European Regulatory Requirements for Veterinary Vaccine Safety and Potency Testing and Recent Progress Towards Reducing Animal Use

Abstract

European technical requirements for veterinary vaccines are laid down in Annex 1, Title II, to Directive 2001/82/EC, as amended by Directive 2009/9/EC, and the European Pharmacopoeia (Ph. Eur.). Safety tests carried out on each batch are generally overdosage studies carried out in at least one of the most sensitive target species and by at least the recommended route of administration that poses the greatest risk. The dose administered should preferably be twice the standard dose for inactivated vaccines and ten times the standard dose for live vaccines.
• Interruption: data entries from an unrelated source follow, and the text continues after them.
//! Deterministic, pure logic shared by the pipelines.
//!
//! Core modules must be free of I/O side effects. They build command values
//! and derive names from in-memory data, suitable for direct assertion in
//! tests.

pub mod agent;
pub mod command;
pub mod task;
pub mod transport;
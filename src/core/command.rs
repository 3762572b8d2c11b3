//! External command values.
//!
//! Every process the pipelines spawn (git, gh, agent CLIs) is first built as
//! an [`ExternalCommand`] value. Builders stay pure and unit-testable; the
//! executor in `io::exec` is the only place a value turns into a process.

use std::fmt;

/// A program plus its ordered arguments, not yet spawned.
#[derive(Debug, Clone, PartialEq, Eq)]
pub struct ExternalCommand {
    pub program: String,
    pub args: Vec<String>,
}

impl ExternalCommand {
    pub fn new(program: impl Into<String>) -> Self {
        Self {
            program: program.into(),
            args: Vec::new(),
        }
    }

    pub fn arg(mut self, arg: impl Into<String>) -> Self {
        self.args.push(arg.into());
        self
    }

    pub fn args<I, S>(mut self, args: I) -> Self
    where
        I: IntoIterator<Item = S>,
        S: Into<String>,
    {
        self.args.extend(args.into_iter().map(Into::into));
        self
    }
}

impl fmt::Display for ExternalCommand {
    /// Space-joined rendering, for logs and test assertions only.
    /// Not shell-quoted; never feed this back into a shell.
    fn fmt(&self, f: &mut fmt::Formatter<'_>) -> fmt::Result {
        write!(f, "{}", self.program)?;
        for arg in &self.args {
            write!(f, " {arg}")?;
        }
        Ok(())
    }
}

#[cfg(test)]
mod tests {
    use super::*;

    #[test]
    fn builder_preserves_argument_order() {
        let cmd = ExternalCommand::new("git")
            .arg("clone")
            .args(["-b", "main"])
            .arg("url");
        assert_eq!(cmd.program, "git");
        assert_eq!(cmd.args, vec!["clone", "-b", "main", "url"]);
    }

    #[test]
    fn display_joins_with_spaces() {
        let cmd = ExternalCommand::new("git").args(["add", "-A"]);
        assert_eq!(cmd.to_string(), "git add -A");
    }
}
//! Task data and deterministic naming rules.
//!
//! Branch names, commit messages, and workspace labels are pure functions of
//! the task so that re-runs derive identical names. The branch name is what
//! the remote-side idempotency guard keys on.

use serde::{Deserialize, Serialize};

/// One queued unit of work, loaded from the task table.
///
/// Identity is `number`; `body` is the natural-language instruction handed
/// verbatim to the agent.
#[derive(Debug, Clone, PartialEq, Eq, Serialize, Deserialize)]
pub struct Task {
    pub number: u32,
    pub title: String,
    pub body: String,
}

/// A branch that completed a push, as recorded in the ledger.
#[derive(Debug, Clone, PartialEq, Eq)]
pub struct CompletedTask {
    pub branch: String,
}

/// Branch created for a new task: `aidd/task_<number>`.
pub fn task_branch(number: u32) -> String {
    format!("aidd/task_{number}")
}

/// Commit message for a new task: `aidd: [task_<number>] <title>`.
pub fn task_commit_message(task: &Task) -> String {
    format!("aidd: [task_{}] {}", task.number, task.title)
}

/// Commit message for a revision: `aidd: [<branch>_<timestamp>] Revision`.
pub fn revision_commit_message(branch: &str, timestamp: &str) -> String {
    format!("aidd: [{branch}_{timestamp}] Revision")
}

/// Workspace directory label for a new task run.
pub fn task_workspace_label(number: u32) -> String {
    format!("task_{number}")
}

/// Workspace directory label for a revision run.
///
/// Branch names contain `/`, which must not introduce path components.
pub fn revision_workspace_label(branch: &str) -> String {
    format!("revision_{}", branch.replace('/', "_"))
}

/// The repository directory a clone produces, from an `owner/name` id.
pub fn repo_dir_name(repository: &str) -> &str {
    match repository.split_once('/') {
        Some((_, name)) => name,
        None => repository,
    }
}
Each batch must also be tested to show that it will contain the appropriate potency or titer to ensure its safety and efficacy. Live vaccines are usually tested by in vitro titration, while serological or challenge tests in vaccinated animals are commonly used for inactivated vaccines, although alternative methods are encouraged if satisfactorily validated. Several amendments have been introduced into the Ph. Eur. to facilitate reduction in the severity of tests and the numbers of animals used, including: the ability to waive the batch safety test when consistency of production has been established; in vitro methods to test for extraneous viruses in live poultry vaccines; and humane endpoints for rabies vaccine potency tests. This report discusses some preliminary conclusions concerning how these changes have affected the numbers of animals used during batch control testing of vaccines released via the UK batch release scheme.